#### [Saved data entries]
-----

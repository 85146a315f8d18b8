use anyhow::Context;
use clap::ValueEnum;
use serde::{Deserialize, Serialize};
use std::path::Path;
use std::time::Duration;

use crate::{NodeId, DEFAULT_HOP_BUDGET};

/// Which routing engine every router in the simulation runs.
#[derive(Debug, Clone, Copy, PartialEq, Eq, Serialize, Deserialize, ValueEnum)]
#[serde(rename_all = "kebab-case")]
pub enum EngineKind {
    /// Distance-vector (Bellman-Ford over neighbor advertisements).
    Dv,
    /// Link-state (flooding plus Dijkstra).
    Ls,
}

/// Static description of the simulated network.
#[derive(Debug, Clone, Serialize, Deserialize)]
pub struct TopologyConfig {
    pub nodes: Vec<NodeId>,
    pub links: Vec<LinkSpec>,
}

/// One bidirectional link with a fixed one-way propagation delay.
#[derive(Debug, Clone, Serialize, Deserialize)]
pub struct LinkSpec {
    pub a: NodeId,
    pub b: NodeId,
    pub delay_ms: u64,
}

impl TopologyConfig {
    pub fn load_from_file(path: impl AsRef<Path>) -> anyhow::Result<Self> {
        let path = path.as_ref();
        let content = std::fs::read_to_string(path)
            .with_context(|| format!("reading topology file {}", path.display()))?;
        let config: TopologyConfig = serde_json::from_str(&content)
            .with_context(|| format!("parsing topology file {}", path.display()))?;
        Ok(config)
    }

    pub fn save_to_file(&self, path: impl AsRef<Path>) -> anyhow::Result<()> {
        let content = serde_json::to_string_pretty(self)?;
        std::fs::write(path.as_ref(), content)?;
        Ok(())
    }

    /// Neighbors of `node` in link-declaration order, with their delays.
    pub fn neighbors_of(&self, node: NodeId) -> Vec<(NodeId, u64)> {
        let mut out = Vec::new();
        for link in &self.links {
            if link.a == node {
                out.push((link.b, link.delay_ms));
            } else if link.b == node {
                out.push((link.a, link.delay_ms));
            }
        }
        out
    }
}

/// Per-router timing and forwarding knobs, shared by every node.
#[derive(Debug, Clone)]
pub struct RouterSettings {
    pub engine: EngineKind,
    /// Time between cost discovery / route recomputation cycles.
    pub cost_interval: Duration,
    /// Shorter delay before the very first cycle.
    pub initial_delay: Duration,
    /// Hop budget stamped on freshly originated data packets.
    pub hop_budget: i32,
}

impl RouterSettings {
    pub fn new(engine: EngineKind) -> Self {
        Self {
            engine,
            cost_interval: Duration::from_secs(10),
            initial_delay: Duration::from_secs(1),
            hop_budget: DEFAULT_HOP_BUDGET,
        }
    }
}

#[cfg(test)]
mod tests {
    use super::*;

    fn line_topology() -> TopologyConfig {
        TopologyConfig {
            nodes: vec![1, 2, 3],
            links: vec![
                LinkSpec {
                    a: 1,
                    b: 2,
                    delay_ms: 5,
                },
                LinkSpec {
                    a: 2,
                    b: 3,
                    delay_ms: 7,
                },
            ],
        }
    }

    #[test]
    fn neighbors_follow_link_order() {
        let topo = line_topology();
        assert_eq!(topo.neighbors_of(2), vec![(1, 5), (3, 7)]);
        assert_eq!(topo.neighbors_of(1), vec![(2, 5)]);
        assert_eq!(topo.neighbors_of(3), vec![(2, 7)]);
    }

    #[test]
    fn round_trips_through_json_file() {
        let topo = line_topology();
        let dir = tempfile::tempdir().unwrap();
        let path = dir.path().join("topology.json");
        topo.save_to_file(&path).unwrap();

        let loaded = TopologyConfig::load_from_file(&path).unwrap();
        assert_eq!(loaded.nodes, topo.nodes);
        assert_eq!(loaded.links.len(), 2);
        assert_eq!(loaded.links[1].delay_ms, 7);
    }

    #[test]
    fn missing_file_is_an_error() {
        assert!(TopologyConfig::load_from_file("/nonexistent/topology.json").is_err());
    }
}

-----

#### [TO DO]
Above are some records. Print them all exactly.

#### [SOLUTION]
repository 85146a315f8d18b8
use anyhow::Context;
use clap::ValueEnum;
use serde::{Deserialize, Serialize};
use std::path::Path;
use std::time::Duration;

use crate::{NodeId, DEFAULT_HOP_BUDGET};

/// Which routing engine every router in the simulation runs.
#[derive(Debug, Clone, Copy, PartialEq, Eq, Serialize, Deserialize, ValueEnum)]
#[serde(rename_all = "kebab-case")]
pub enum EngineKind {
    /// Distance-vector (Bellman-Ford over neighbor advertisements).
    Dv,
    /// Link-state (flooding plus Dijkstra).
    Ls,
}

/// Static description of the simulated network.
#[derive(Debug, Clone, Serialize, Deserialize)]
pub struct TopologyConfig {
    pub nodes: Vec<NodeId>,
    pub links: Vec<LinkSpec>,
}

/// One bidirectional link with a fixed one-way propagation delay.
#[derive(Debug, Clone, Serialize, Deserialize)]
pub struct LinkSpec {
    pub a: NodeId,
    pub b: NodeId,
    pub delay_ms: u64,
}

impl TopologyConfig {
    pub fn load_from_file(path: impl AsRef<Path>) -> anyhow::Result<Self> {
        let path = path.as_ref();
        let content = std::fs::read_to_string(path)
            .with_context(|| format!("reading topology file {}", path.display()))?;
        let config: TopologyConfig = serde_json::from_str(&content)
            .with_context(|| format!("parsing topology file {}", path.display()))?;
        Ok(config)
    }

    pub fn save_to_file(&self, path: impl AsRef<Path>) -> anyhow::Result<()> {
        let content = serde_json::to_string_pretty(self)?;
        std::fs::write(path.as_ref(), content)?;
        Ok(())
    }

    /// Neighbors of `node` in link-declaration order, with their delays.
    pub fn neighbors_of(&self, node: NodeId) -> Vec<(NodeId, u64)> {
        let mut out = Vec::new();
        for link in &self.links {
            if link.a == node {
                out.push((link.b, link.delay_ms));
            } else if link.b == node {
                out.push((link.a, link.delay_ms));
            }
        }
        out
    }
}

/// Per-router timing and forwarding knobs, shared by every node.
#[derive(Debug, Clone)]
pub struct RouterSettings {
    pub engine: EngineKind,
    /// Time between cost discovery / route recomputation cycles.
    pub cost_interval: Duration,
    /// Shorter delay before the very first cycle.
    pub initial_delay: Duration,
    /// Hop budget stamped on freshly originated data packets.
    pub hop_budget: i32,
}

impl RouterSettings {
    pub fn new(engine: EngineKind) -> Self {
        Self {
            engine,
            cost_interval: Duration::from_secs(10),
            initial_delay: Duration::from_secs(1),
            hop_budget: DEFAULT_HOP_BUDGET,
        }
    }
}

#[cfg(test)]
mod tests {
    use super::*;

    fn line_topology() -> TopologyConfig {
        TopologyConfig {
            nodes: vec![1, 2, 3],
            links: vec![
                LinkSpec {
                    a: 1,
                    b: 2,
                    delay_ms: 5,
                },
                LinkSpec {
                    a: 2,
                    b: 3,
                    delay_ms: 7,
                },
            ],
        }
    }

    #[test]
    fn neighbors_follow_link_order() {
        let topo = line_topology();
        assert_eq!(topo.neighbors_of(2), vec![(1, 5), (3, 7)]);
        assert_eq!(topo.neighbors_of(1), vec![(2, 5)]);
        assert_eq!(topo.neighbors_of(3), vec![(2, 7)]);
    }

    #[test]
    fn round_trips_through_json_file() {
        let topo = line_topology();
        let dir = tempfile::tempdir().unwrap();
        let path = dir.path().join("topology.json");
        topo.save_to_file(&path).unwrap();

        let loaded = TopologyConfig::load_from_file(&path).unwrap();
        assert_eq!(loaded.nodes, topo.nodes);
        assert_eq!(loaded.links.len(), 2);
        assert_eq!(loaded.links[1].delay_ms, 7);
    }

    #[test]
    fn missing_file_is_an_error() {
        assert!(TopologyConfig::load_from_file("/nonexistent/topology.json").is_err());
    }
}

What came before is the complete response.